A vitória consagradora da oposição na Argentina, superando até as previsões mais otimistas à esquerda e pessimistas à direita, mostra um ‘fadiga de material’, um cansaço acelerado do ideário da extrema-direita, no Brasil representado por Bolsonaro.
Não há dúvida de que o retorno de um governo com viés de esquerda na Argentina terá forte influência em toda América Latina, podendo representar o início de um novo ciclo de governos mais à esquerda do espectro político.

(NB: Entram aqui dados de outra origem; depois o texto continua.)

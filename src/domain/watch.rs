// src/domain/watch.rs

use chrono::NaiveDate;
use serde::{Deserialize, Deserializer, Serialize, Serializer};

/// Date format the search form takes, and the one written back to the config.
pub const DATE_FORMAT: &str = "%m-%d-%Y";
const ISO_DATE_FORMAT: &str = "%Y-%m-%d";

/// One monitored trip, as stored in the `flights` list of the config file.
///
/// The two price fields are the notification thresholds: the lowest fare seen
/// so far, or the price the owner originally configured.
#[derive(Debug, Clone, PartialEq, Eq, Serialize, Deserialize)]
#[serde(rename_all = "camelCase")]
pub struct WatchEntry {
    pub origin_airport: String,
    pub destination_airport: String,

    #[serde(with = "date_field")]
    pub outbound_date: NaiveDate,
    #[serde(
        default,
        with = "optional_date_field",
        skip_serializing_if = "Option::is_none"
    )]
    pub return_date: Option<NaiveDate>,

    #[serde(default = "default_passengers")]
    pub adult_passenger_count: u32,

    #[serde(
        default,
        deserialize_with = "text_or_number",
        skip_serializing_if = "Option::is_none"
    )]
    pub outbound_flight_number: Option<String>,
    #[serde(
        default,
        deserialize_with = "text_or_number",
        skip_serializing_if = "Option::is_none"
    )]
    pub return_flight_number: Option<String>,

    #[serde(deserialize_with = "whole_dollars")]
    pub outbound_price: u32,
    #[serde(
        default,
        deserialize_with = "optional_whole_dollars",
        skip_serializing_if = "Option::is_none"
    )]
    pub return_price: Option<u32>,

    /// Position in the config file's `flights` list, when loaded from one.
    #[serde(skip)]
    pub slot: Option<usize>,
}

fn default_passengers() -> u32 {
    1
}

/// One direction of travel within a watch entry.
#[derive(Debug, Clone, Copy, PartialEq, Eq, Hash)]
pub enum Leg {
    Outbound,
    Return,
}

impl Leg {
    pub fn label(self) -> &'static str {
        match self {
            Leg::Outbound => "Outbound",
            Leg::Return => "Return",
        }
    }
}

/// How the comparison fare for a leg is picked.
#[derive(Debug, Clone, PartialEq, Eq)]
pub enum SelectionMode {
    /// Cheapest fare among rows for this flight number.
    ExactFlight(String),
    /// Cheapest fare on any flight.
    CheapestAny,
}

impl WatchEntry {
    pub fn is_round_trip(&self) -> bool {
        self.return_date.is_some()
    }

    /// True once the outbound date is strictly before `today`. Calendar dates
    /// only; the departure day itself is still watched.
    pub fn is_expired(&self, today: NaiveDate) -> bool {
        self.outbound_date < today
    }

    pub fn flight_number(&self, leg: Leg) -> Option<&str> {
        let number = match leg {
            Leg::Outbound => self.outbound_flight_number.as_deref(),
            Leg::Return => self.return_flight_number.as_deref(),
        };
        number.map(str::trim).filter(|n| !n.is_empty())
    }

    pub fn selection(&self, leg: Leg) -> SelectionMode {
        match self.flight_number(leg) {
            Some(number) => SelectionMode::ExactFlight(number.to_string()),
            None => SelectionMode::CheapestAny,
        }
    }

    pub fn threshold(&self, leg: Leg) -> Option<u32> {
        match leg {
            Leg::Outbound => Some(self.outbound_price),
            Leg::Return => self.return_price,
        }
    }

    pub fn set_threshold(&mut self, leg: Leg, price: u32) {
        match leg {
            Leg::Outbound => self.outbound_price = price,
            Leg::Return => self.return_price = Some(price),
        }
    }

    /// Travel date of a leg. `None` for the return leg of a one-way trip.
    pub fn date(&self, leg: Leg) -> Option<NaiveDate> {
        match leg {
            Leg::Outbound => Some(self.outbound_date),
            Leg::Return => self.return_date,
        }
    }

    /// (from, to) airports for a leg; the return leg flies the route backwards.
    pub fn route(&self, leg: Leg) -> (&str, &str) {
        match leg {
            Leg::Outbound => (&self.origin_airport, &self.destination_airport),
            Leg::Return => (&self.destination_airport, &self.origin_airport),
        }
    }

    /// Replace the travel dates for a one-off run (`--dates`).
    pub fn override_dates(&mut self, outbound: NaiveDate, inbound: NaiveDate) {
        self.outbound_date = outbound;
        self.return_date = Some(inbound);
    }

    /// Normalize airport codes and check the fields serde can't.
    pub fn validate(&mut self) -> Result<(), String> {
        self.origin_airport = normalize_airport(&self.origin_airport)
            .ok_or_else(|| format!("invalid originAirport {:?}", self.origin_airport))?;
        self.destination_airport = normalize_airport(&self.destination_airport).ok_or_else(
            || format!("invalid destinationAirport {:?}", self.destination_airport),
        )?;

        if self.adult_passenger_count == 0 {
            return Err("adultPassengerCount must be at least 1".to_string());
        }

        if let Some(inbound) = self.return_date {
            if inbound < self.outbound_date {
                return Err(format!(
                    "returnDate {} is before outboundDate {}",
                    format_date(inbound),
                    format_date(self.outbound_date)
                ));
            }
        }

        Ok(())
    }

    pub fn describe(&self) -> String {
        match self.return_date {
            Some(inbound) => format!(
                "{}<->{} {} / {}",
                self.origin_airport,
                self.destination_airport,
                format_date(self.outbound_date),
                format_date(inbound)
            ),
            None => format!(
                "{}->{} {}",
                self.origin_airport,
                self.destination_airport,
                format_date(self.outbound_date)
            ),
        }
    }
}

fn normalize_airport(code: &str) -> Option<String> {
    let code = code.trim().to_ascii_uppercase();
    (code.len() == 3 && code.chars().all(|c| c.is_ascii_alphabetic())).then_some(code)
}

pub fn format_date(date: NaiveDate) -> String {
    date.format(DATE_FORMAT).to_string()
}

/// Accepts `MM-DD-YYYY` (the stored format) or ISO `YYYY-MM-DD`.
pub fn parse_date(text: &str) -> Result<NaiveDate, String> {
    let text = text.trim();
    NaiveDate::parse_from_str(text, DATE_FORMAT)
        .or_else(|_| NaiveDate::parse_from_str(text, ISO_DATE_FORMAT))
        .map_err(|_| format!("expected a MM-DD-YYYY date, got {text:?}"))
}

// YAML lets flight numbers and prices show up as either numbers or strings.
#[derive(Deserialize)]
#[serde(untagged)]
enum Scalar {
    Number(u64),
    Text(String),
}

fn text_or_number<'de, D>(deserializer: D) -> Result<Option<String>, D::Error>
where
    D: Deserializer<'de>,
{
    Ok(match Option::<Scalar>::deserialize(deserializer)? {
        Some(Scalar::Number(n)) => Some(n.to_string()),
        Some(Scalar::Text(s)) if !s.trim().is_empty() => Some(s.trim().to_string()),
        _ => None,
    })
}

fn dollars_from(scalar: Scalar) -> Result<u32, String> {
    match scalar {
        Scalar::Number(n) => u32::try_from(n).map_err(|_| format!("price {n} out of range")),
        Scalar::Text(s) => {
            let digits = s.trim().trim_start_matches('$').replace(',', "");
            digits
                .parse::<u32>()
                .map_err(|_| format!("expected a whole-dollar price, got {s:?}"))
        }
    }
}

fn whole_dollars<'de, D>(deserializer: D) -> Result<u32, D::Error>
where
    D: Deserializer<'de>,
{
    dollars_from(Scalar::deserialize(deserializer)?).map_err(serde::de::Error::custom)
}

fn optional_whole_dollars<'de, D>(deserializer: D) -> Result<Option<u32>, D::Error>
where
    D: Deserializer<'de>,
{
    Option::<Scalar>::deserialize(deserializer)?
        .map(dollars_from)
        .transpose()
        .map_err(serde::de::Error::custom)
}

mod date_field {
    use super::*;

    pub fn serialize<S: Serializer>(date: &NaiveDate, serializer: S) -> Result<S::Ok, S::Error> {
        serializer.serialize_str(&format_date(*date))
    }

    pub fn deserialize<'de, D: Deserializer<'de>>(deserializer: D) -> Result<NaiveDate, D::Error> {
        let text = String::deserialize(deserializer)?;
        parse_date(&text).map_err(serde::de::Error::custom)
    }
}

mod optional_date_field {
    use super::*;

    pub fn serialize<S: Serializer>(
        date: &Option<NaiveDate>,
        serializer: S,
    ) -> Result<S::Ok, S::Error> {
        match date {
            Some(date) => serializer.serialize_str(&format_date(*date)),
            None => serializer.serialize_none(),
        }
    }

    pub fn deserialize<'de, D: Deserializer<'de>>(
        deserializer: D,
    ) -> Result<Option<NaiveDate>, D::Error> {
        match Option::<String>::deserialize(deserializer)? {
            Some(text) if !text.trim().is_empty() => {
                parse_date(&text).map(Some).map_err(serde::de::Error::custom)
            }
            _ => Ok(None),
        }
    }
}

É o chamado “Efeito Orloff: Eu sou você amanhã”, oriundo de uma notória propaganda do final da década de 80, sobre algo que pode se repetir, amanhã.
Na política é raro algo como a geração espontânea, logo, torna-se necessário construir alternativas concretas e os governadores do Nordeste, chamados por Bolsonaro ‘de Paraíbas’, estão dando exemplo: no último dia 29 de julho eles fizeram o lançamento do "Consórcio Nordeste", uma união entre os gestores nordestinos, para enfrentar a política discriminatória do governo federal em relação à Região.
No campo político torna-se imprescindível superar as divergências eleitorais recentes dentro da esquerda, não sendo salutar neste momento buscar descobrir quem errou menos nas últimas eleições, é preciso apontar na direção da unidade de ação de toda esquerda ou o povo continuará sendo massacrado em seus direitos e interesses.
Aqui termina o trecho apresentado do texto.